REQUIREMENT
For each line in the records that contains "PartialEq", make a copy.

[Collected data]
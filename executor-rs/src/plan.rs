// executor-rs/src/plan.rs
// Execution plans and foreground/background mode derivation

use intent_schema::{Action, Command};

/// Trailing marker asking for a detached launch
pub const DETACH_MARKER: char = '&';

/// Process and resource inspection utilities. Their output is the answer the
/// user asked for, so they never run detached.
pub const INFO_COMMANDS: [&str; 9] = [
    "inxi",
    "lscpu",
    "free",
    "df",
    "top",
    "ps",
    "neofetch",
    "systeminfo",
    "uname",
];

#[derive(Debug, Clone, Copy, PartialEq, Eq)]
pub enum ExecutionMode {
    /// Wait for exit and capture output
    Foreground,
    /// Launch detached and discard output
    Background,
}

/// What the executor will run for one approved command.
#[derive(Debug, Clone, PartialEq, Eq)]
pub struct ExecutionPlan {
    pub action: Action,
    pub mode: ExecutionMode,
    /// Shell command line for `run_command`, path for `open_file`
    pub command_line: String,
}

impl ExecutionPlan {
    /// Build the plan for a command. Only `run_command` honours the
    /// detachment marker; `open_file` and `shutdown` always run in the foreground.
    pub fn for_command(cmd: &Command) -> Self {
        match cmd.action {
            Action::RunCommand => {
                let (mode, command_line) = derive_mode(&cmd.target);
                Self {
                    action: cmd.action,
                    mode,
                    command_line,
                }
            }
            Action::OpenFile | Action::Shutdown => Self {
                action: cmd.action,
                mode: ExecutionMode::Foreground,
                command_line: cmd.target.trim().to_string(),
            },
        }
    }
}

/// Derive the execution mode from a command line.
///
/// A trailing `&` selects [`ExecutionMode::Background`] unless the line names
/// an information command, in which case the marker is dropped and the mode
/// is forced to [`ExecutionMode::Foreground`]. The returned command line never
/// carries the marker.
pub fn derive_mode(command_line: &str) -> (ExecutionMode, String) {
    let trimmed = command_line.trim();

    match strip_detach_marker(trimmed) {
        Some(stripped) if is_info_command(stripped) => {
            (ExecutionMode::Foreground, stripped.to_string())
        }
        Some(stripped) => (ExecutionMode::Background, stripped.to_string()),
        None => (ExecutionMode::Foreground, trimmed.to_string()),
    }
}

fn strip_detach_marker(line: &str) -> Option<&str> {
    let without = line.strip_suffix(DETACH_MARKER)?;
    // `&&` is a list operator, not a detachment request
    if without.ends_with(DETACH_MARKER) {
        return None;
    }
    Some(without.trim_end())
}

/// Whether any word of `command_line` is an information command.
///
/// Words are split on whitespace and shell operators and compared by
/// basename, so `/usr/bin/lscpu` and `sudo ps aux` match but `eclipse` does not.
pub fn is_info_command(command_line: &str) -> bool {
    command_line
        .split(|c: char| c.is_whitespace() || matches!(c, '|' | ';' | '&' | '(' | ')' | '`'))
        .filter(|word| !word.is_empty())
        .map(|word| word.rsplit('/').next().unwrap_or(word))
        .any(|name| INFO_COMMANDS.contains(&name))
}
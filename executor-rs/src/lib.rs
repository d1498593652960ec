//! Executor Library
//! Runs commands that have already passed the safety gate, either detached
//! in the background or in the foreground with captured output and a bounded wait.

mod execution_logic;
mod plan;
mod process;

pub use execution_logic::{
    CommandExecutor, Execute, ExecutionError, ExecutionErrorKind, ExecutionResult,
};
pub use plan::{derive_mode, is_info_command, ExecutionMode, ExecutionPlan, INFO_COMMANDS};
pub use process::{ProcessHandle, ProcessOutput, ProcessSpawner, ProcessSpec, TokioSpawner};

SOLUTION TO THIS EXERCISE
#[derive(Debug, Clone, Copy, PartialEq, Eq)]
#[derive(Debug, Clone, PartialEq, Eq)]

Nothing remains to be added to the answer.